Brief: Lines of the records that hold the word "return" are to be counted; give the number and nothing more.

Data to examine:
//! The per-topic session state machine.

use std::pin::Pin;
use std::sync::Arc;

use async_stream::try_stream;
use futures::{Stream, StreamExt};
use tracing::{info, warn};
use uuid::Uuid;

use newsdesk_core::{ChatModel, CorpusSource, Message};
use newsdesk_rag::{CorpusHandle, EmbeddingProvider, RagConfig};

use crate::error::SessionError;
use crate::prompt::build_prompt;

/// Marker appended to a history entry whose generation failed mid-stream.
pub const GENERATION_INTERRUPTED_MARKER: &str = "[generation interrupted]";

/// A stream of answer deltas from one session operation.
pub type AnswerStream<'a> =
    Pin<Box<dyn Stream<Item = Result<String, SessionError>> + Send + 'a>>;

/// One topic interaction: corpus, conversation history, and the
/// collaborators that serve it.
///
/// A session is `uninitialized` until [`run_pipeline`](Session::run_pipeline)
/// succeeds, and `ready` afterwards; readiness is exactly "holds a
/// [`CorpusHandle`]", so a partially built corpus is unrepresentable. The
/// handle is installed in one step only after the index build completes:
/// cancelling an in-flight build (dropping the future) leaves the session
/// `uninitialized`, and cancelling mid-generation leaves the corpus intact
/// with the unfinished turn absent from history.
///
/// Operations take `&mut self`, so at most one pipeline or follow-up is in
/// flight per session. Sessions must not be shared across concurrent
/// users: create one per user interaction and look it up through a
/// [`crate::SessionManager`].
///
/// # Example
///
/// ```rust,ignore
/// use futures::StreamExt;
///
/// let mut session = Session::new(source, embedder, model, RagConfig::default());
/// let mut answer = session.run_pipeline("Operation Sindoor", "Summarize this context").await?;
/// while let Some(delta) = answer.next().await {
///     print!("{}", delta?);
/// }
/// ```
pub struct Session {
    id: String,
    topic: Option<String>,
    corpus: Option<Arc<CorpusHandle>>,
    history: Vec<Message>,
    source: Arc<dyn CorpusSource>,
    embedder: Arc<dyn EmbeddingProvider>,
    model: Arc<dyn ChatModel>,
    config: RagConfig,
}

impl Session {
    /// Create an uninitialized session around its collaborators.
    pub fn new(
        source: Arc<dyn CorpusSource>,
        embedder: Arc<dyn EmbeddingProvider>,
        model: Arc<dyn ChatModel>,
        config: RagConfig,
    ) -> Self {
        Self {
            id: Uuid::new_v4().to_string(),
            topic: None,
            corpus: None,
            history: Vec::new(),
            source,
            embedder,
            model,
            config,
        }
    }

    /// The session's lookup key.
    pub fn id(&self) -> &str {
        &self.id
    }

    /// The topic this session was built for, once the pipeline has run.
    pub fn topic(&self) -> Option<&str> {
        self.topic.as_deref()
    }

    /// Whether the session holds a built corpus.
    pub fn is_ready(&self) -> bool {
        self.corpus.is_some()
    }

    /// The conversation history, oldest turn first.
    pub fn history(&self) -> &[Message] {
        &self.history
    }

    /// Build the corpus for `topic` and stream an answer to it.
    ///
    /// Valid only while uninitialized. Fetches documents, chunks and
    /// embeds them, builds the index, then retrieves context for the
    /// topic itself and streams the generated answer. On build success
    /// the session becomes ready and stays ready even if generation later
    /// fails; on any fetch/chunk/embed failure it stays uninitialized and
    /// the error propagates.
    pub async fn run_pipeline(
        &mut self,
        topic: &str,
        task: &str,
    ) -> Result<AnswerStream<'_>, SessionError> {
        if self.corpus.is_some() {
            return Err(SessionError::AlreadyInitialized);
        }

        info!(session = %self.id, topic, "fetching corpus documents");
        let documents = self.source.fetch(topic).await.map_err(SessionError::Fetch)?;

        info!(document_count = documents.len(), "building corpus");
        let corpus = Arc::new(
            CorpusHandle::build(&documents, &self.config, Arc::clone(&self.embedder)).await?,
        );

        self.corpus = Some(Arc::clone(&corpus));
        self.topic = Some(topic.to_string());

        self.respond(corpus, topic, task).await
    }

    /// Answer a follow-up query against the existing corpus.
    ///
    /// Valid only while ready; fails with
    /// [`SessionError::Uninitialized`] otherwise, before any network or
    /// model call. No re-fetch and no re-embedding of the corpus happens:
    /// only the query is encoded, retrieval runs against the original
    /// index, and the answer streams back.
    pub async fn run_follow_up(
        &mut self,
        query: &str,
        task: &str,
    ) -> Result<AnswerStream<'_>, SessionError> {
        let corpus = match &self.corpus {
            Some(corpus) => Arc::clone(corpus),
            None => return Err(SessionError::Uninitialized),
        };

        info!(session = %self.id, "answering follow-up against existing corpus");
        self.respond(corpus, query, task).await
    }

    /// One retrieval → prompt → generate cycle, shared by both operations.
    async fn respond(
        &mut self,
        corpus: Arc<CorpusHandle>,
        query: &str,
        task: &str,
    ) -> Result<AnswerStream<'_>, SessionError> {
        let context = corpus.retrieve(query).await?;
        let messages = build_prompt(&context, task);

        info!(model = self.model.name(), "streaming model response");
        let mut deltas = self.model.generate(messages).await.map_err(SessionError::Model)?;

        self.history.push(Message::user(query));

        let stream = try_stream! {
            let mut answer = String::new();
            while let Some(item) = deltas.next().await {
                match item {
                    Ok(delta) => {
                        answer.push_str(&delta);
                        yield delta;
                    }
                    Err(error) => {
                        warn!(%error, partial_chars = answer.len(), "generation failed mid-stream");
                        let mut recorded = answer.clone();
                        if !recorded.is_empty() {
                            recorded.push('\n');
                        }
                        recorded.push_str(GENERATION_INTERRUPTED_MARKER);
                        self.history.push(Message::assistant(recorded));
                        yield Err(SessionError::Generation {
                            partial: std::mem::take(&mut answer),
                            message: error.to_string(),
                        })?;
                    }
                }
            }
            self.history.push(Message::assistant(answer));
        };

        Ok(Box::pin(stream))
    }
}

impl std::fmt::Debug for Session {
    fn fmt(&self, f: &mut std::fmt::Formatter<'_>) -> std::fmt::Result {
        f.debug_struct("Session")
            .field("id", &self.id)
            .field("topic", &self.topic)
            .field("ready", &self.corpus.is_some())
            .field("history_len", &self.history.len())
            .finish()
    }
}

Response to the task: 2